:: Stored data

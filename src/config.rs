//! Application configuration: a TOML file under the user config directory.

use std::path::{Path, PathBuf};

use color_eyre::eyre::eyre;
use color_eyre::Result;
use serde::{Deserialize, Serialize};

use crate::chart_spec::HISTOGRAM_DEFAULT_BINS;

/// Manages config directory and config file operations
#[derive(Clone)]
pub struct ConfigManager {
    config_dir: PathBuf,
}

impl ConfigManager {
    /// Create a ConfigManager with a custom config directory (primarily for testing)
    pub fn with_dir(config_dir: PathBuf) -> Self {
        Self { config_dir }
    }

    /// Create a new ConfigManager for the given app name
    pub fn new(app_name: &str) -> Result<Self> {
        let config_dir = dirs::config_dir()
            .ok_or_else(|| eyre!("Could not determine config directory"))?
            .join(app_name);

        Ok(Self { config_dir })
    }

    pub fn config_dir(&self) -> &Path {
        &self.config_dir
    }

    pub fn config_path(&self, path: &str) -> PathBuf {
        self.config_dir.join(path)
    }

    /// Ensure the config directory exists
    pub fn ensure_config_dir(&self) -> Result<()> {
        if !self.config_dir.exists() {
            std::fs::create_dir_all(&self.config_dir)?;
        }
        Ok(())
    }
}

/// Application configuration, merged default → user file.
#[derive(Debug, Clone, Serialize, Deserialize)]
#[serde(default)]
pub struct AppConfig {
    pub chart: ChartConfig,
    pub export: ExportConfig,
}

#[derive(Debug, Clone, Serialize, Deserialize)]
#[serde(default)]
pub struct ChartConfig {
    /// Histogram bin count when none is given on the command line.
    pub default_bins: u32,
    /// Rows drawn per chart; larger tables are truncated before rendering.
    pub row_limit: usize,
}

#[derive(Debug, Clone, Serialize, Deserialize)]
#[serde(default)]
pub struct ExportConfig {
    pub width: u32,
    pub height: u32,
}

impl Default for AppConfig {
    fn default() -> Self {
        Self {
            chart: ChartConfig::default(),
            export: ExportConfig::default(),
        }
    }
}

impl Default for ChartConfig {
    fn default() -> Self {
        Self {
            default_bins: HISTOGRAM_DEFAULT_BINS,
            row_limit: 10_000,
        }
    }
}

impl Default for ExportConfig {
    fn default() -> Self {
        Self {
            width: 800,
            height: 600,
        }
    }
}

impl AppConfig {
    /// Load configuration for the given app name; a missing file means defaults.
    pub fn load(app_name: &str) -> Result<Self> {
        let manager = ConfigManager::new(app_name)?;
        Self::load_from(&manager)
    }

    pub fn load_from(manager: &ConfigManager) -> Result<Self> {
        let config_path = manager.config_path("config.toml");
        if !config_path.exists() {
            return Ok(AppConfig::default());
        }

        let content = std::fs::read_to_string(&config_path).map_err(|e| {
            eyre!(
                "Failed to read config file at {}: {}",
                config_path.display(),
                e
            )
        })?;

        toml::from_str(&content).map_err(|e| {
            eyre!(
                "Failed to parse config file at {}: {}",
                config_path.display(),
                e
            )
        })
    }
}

::::
:: Stored data

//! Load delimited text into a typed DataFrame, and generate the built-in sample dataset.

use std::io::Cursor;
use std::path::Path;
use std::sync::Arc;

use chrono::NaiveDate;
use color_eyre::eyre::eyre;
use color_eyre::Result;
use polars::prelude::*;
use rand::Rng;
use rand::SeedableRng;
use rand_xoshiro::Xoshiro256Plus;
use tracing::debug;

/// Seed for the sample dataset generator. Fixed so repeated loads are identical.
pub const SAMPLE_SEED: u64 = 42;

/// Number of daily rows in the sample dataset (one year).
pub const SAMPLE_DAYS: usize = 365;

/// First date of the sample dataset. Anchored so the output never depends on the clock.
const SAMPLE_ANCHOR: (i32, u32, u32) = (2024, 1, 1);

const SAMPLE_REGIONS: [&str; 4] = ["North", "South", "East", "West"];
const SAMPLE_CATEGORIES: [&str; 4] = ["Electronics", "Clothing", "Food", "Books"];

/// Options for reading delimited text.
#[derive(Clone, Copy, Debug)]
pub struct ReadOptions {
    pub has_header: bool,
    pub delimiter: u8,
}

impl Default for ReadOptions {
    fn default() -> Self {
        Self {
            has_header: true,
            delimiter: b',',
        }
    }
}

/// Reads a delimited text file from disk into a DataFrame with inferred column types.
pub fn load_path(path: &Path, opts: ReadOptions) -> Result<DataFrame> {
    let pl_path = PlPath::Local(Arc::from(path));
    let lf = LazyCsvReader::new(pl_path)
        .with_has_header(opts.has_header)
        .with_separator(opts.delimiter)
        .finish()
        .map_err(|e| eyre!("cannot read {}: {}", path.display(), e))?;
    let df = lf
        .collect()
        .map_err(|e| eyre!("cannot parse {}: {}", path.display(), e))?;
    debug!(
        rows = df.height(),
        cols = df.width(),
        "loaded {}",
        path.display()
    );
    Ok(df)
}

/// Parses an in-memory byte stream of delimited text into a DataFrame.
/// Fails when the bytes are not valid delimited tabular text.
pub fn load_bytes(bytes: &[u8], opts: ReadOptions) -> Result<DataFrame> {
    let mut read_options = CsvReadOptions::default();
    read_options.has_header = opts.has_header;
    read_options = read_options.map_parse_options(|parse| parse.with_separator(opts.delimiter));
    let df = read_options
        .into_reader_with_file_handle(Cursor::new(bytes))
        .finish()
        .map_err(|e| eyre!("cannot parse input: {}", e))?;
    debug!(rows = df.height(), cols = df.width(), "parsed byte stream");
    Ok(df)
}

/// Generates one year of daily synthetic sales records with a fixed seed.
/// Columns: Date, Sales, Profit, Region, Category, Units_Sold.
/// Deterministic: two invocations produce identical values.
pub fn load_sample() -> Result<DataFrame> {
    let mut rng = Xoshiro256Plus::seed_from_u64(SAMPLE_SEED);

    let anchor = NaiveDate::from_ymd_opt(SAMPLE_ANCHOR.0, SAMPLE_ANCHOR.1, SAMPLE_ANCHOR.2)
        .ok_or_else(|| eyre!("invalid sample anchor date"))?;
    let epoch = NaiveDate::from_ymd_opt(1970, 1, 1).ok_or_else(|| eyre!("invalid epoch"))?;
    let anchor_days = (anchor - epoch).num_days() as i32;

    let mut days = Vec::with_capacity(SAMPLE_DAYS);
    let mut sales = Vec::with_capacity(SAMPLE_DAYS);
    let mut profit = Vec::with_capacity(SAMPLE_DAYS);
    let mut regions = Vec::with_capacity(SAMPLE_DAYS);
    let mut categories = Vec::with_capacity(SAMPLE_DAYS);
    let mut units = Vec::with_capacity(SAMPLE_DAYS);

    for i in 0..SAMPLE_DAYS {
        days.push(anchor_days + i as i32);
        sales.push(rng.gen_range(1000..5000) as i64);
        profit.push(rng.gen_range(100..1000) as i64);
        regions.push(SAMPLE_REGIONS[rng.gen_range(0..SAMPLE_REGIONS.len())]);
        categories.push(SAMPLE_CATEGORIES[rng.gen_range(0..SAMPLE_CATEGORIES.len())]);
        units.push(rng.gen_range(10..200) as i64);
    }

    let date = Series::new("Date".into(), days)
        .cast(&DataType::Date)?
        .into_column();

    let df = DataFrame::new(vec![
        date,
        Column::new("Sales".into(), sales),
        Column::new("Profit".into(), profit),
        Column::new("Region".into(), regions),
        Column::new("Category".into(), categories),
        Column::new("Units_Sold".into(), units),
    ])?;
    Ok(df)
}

::::
:: Stored data

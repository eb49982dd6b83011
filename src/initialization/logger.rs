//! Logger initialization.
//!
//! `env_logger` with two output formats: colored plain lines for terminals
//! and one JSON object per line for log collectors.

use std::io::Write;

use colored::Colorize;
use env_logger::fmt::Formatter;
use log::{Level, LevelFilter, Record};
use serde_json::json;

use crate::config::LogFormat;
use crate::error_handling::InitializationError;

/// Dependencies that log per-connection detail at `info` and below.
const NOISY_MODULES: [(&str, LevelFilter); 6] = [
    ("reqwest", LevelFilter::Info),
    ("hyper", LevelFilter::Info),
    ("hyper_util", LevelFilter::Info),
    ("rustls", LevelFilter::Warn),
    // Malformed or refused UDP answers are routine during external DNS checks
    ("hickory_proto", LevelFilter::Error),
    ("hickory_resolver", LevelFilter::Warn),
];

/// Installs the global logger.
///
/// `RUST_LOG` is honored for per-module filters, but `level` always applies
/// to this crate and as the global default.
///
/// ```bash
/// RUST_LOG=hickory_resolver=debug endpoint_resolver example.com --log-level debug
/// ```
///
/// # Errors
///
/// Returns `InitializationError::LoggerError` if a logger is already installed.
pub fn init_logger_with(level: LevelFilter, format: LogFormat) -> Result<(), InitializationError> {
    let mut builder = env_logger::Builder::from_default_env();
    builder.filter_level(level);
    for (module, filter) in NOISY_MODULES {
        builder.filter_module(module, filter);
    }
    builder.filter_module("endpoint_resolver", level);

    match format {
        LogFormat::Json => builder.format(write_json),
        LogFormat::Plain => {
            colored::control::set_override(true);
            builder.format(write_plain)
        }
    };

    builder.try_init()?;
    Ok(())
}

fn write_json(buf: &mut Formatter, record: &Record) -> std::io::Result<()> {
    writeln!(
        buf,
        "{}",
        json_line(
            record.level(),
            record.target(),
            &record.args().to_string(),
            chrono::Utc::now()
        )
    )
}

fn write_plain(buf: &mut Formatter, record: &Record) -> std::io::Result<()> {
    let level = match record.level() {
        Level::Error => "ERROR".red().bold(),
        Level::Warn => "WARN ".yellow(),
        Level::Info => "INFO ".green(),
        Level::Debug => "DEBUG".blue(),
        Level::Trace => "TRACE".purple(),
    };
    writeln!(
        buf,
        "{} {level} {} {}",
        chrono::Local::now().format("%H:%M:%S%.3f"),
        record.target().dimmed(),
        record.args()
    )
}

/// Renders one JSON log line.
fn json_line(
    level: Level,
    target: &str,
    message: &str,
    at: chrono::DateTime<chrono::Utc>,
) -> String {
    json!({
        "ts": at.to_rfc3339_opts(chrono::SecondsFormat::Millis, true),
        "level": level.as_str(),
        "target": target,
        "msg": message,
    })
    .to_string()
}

::::

*Directions*
Check each line above for the word "configuration", then give only the number of lines that have it.

*Written solution*
3